ASSIGNED TASK
Check every line of the entries that follow, and copy the ones containing "host".

** Opening THE INPUT block **

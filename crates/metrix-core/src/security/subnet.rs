use std::net::IpAddr;
use std::str::FromStr;

use ip_network::IpNetwork;

#[derive(Debug, Clone, PartialEq, Eq, thiserror::Error)]
#[error("invalid CIDR {0:?}")]
pub struct SubnetError(pub String);

/// CIDR block whose members may submit metrics.
#[derive(Debug, Clone, Copy, PartialEq, Eq)]
pub struct TrustedSubnet(IpNetwork);

impl TrustedSubnet {
    pub fn contains(&self, addr: IpAddr) -> bool {
        match (self.0, addr) {
            (IpNetwork::V4(net), IpAddr::V6(ip)) => {
                ip.to_ipv4_mapped().is_some_and(|v4| net.contains(v4))
            }
            (net, ip) => net.contains(ip),
        }
    }
}

impl FromStr for TrustedSubnet {
    type Err = SubnetError;

    fn from_str(s: &str) -> Result<Self, Self::Err> {
        IpNetwork::from_str(s.trim())
            .map(TrustedSubnet)
            .map_err(|_| SubnetError(s.to_string()))
    }
}

impl std::fmt::Display for TrustedSubnet {
    fn fmt(&self, f: &mut std::fmt::Formatter<'_>) -> std::fmt::Result {
        write!(f, "{}", self.0)
    }
}

#[cfg(test)]
mod tests {
    use super::*;

    fn ip(s: &str) -> IpAddr {
        s.parse().unwrap()
    }

    #[test]
    fn test_contains_v4() {
        let net: TrustedSubnet = "192.168.1.0/24".parse().unwrap();
        assert!(net.contains(ip("192.168.1.77")));
        assert!(!net.contains(ip("192.168.2.1")));
        assert!(net.contains(ip("::ffff:192.168.1.5")));
        assert!(!net.contains(ip("fe80::1")));
    }

    #[test]
    fn test_edge_prefixes() {
        let all: TrustedSubnet = "0.0.0.0/0".parse().unwrap();
        assert!(all.contains(ip("8.8.8.8")));
        let host: TrustedSubnet = "10.0.0.1/32".parse().unwrap();
        assert!(host.contains(ip("10.0.0.1")));
        assert!(!host.contains(ip("10.0.0.2")));
    }

    #[test]
    fn test_contains_v6() {
        let net: TrustedSubnet = "fd00::/8".parse().unwrap();
        assert!(net.contains(ip("fd12:3456::1")));
        assert!(!net.contains(ip("fe80::1")));
        assert!(!net.contains(ip("10.0.0.1")));
    }

    #[test]
    fn test_parse_errors() {
        assert!("192.168.1.0".parse::<TrustedSubnet>().is_err());
        assert!("192.168.1.0/33".parse::<TrustedSubnet>().is_err());
        assert!("nonsense/8".parse::<TrustedSubnet>().is_err());
        assert_eq!(
            "10.0.0.0/8".parse::<TrustedSubnet>().unwrap().to_string(),
            "10.0.0.0/8"
        );
    }
}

** Closing THE INPUT block **

SOLUTION FOR THIS EXERCISE
        let host: TrustedSubnet = "10.0.0.1/32".parse().unwrap();
        assert!(host.contains(ip("10.0.0.1")));
        assert!(!host.contains(ip("10.0.0.2")));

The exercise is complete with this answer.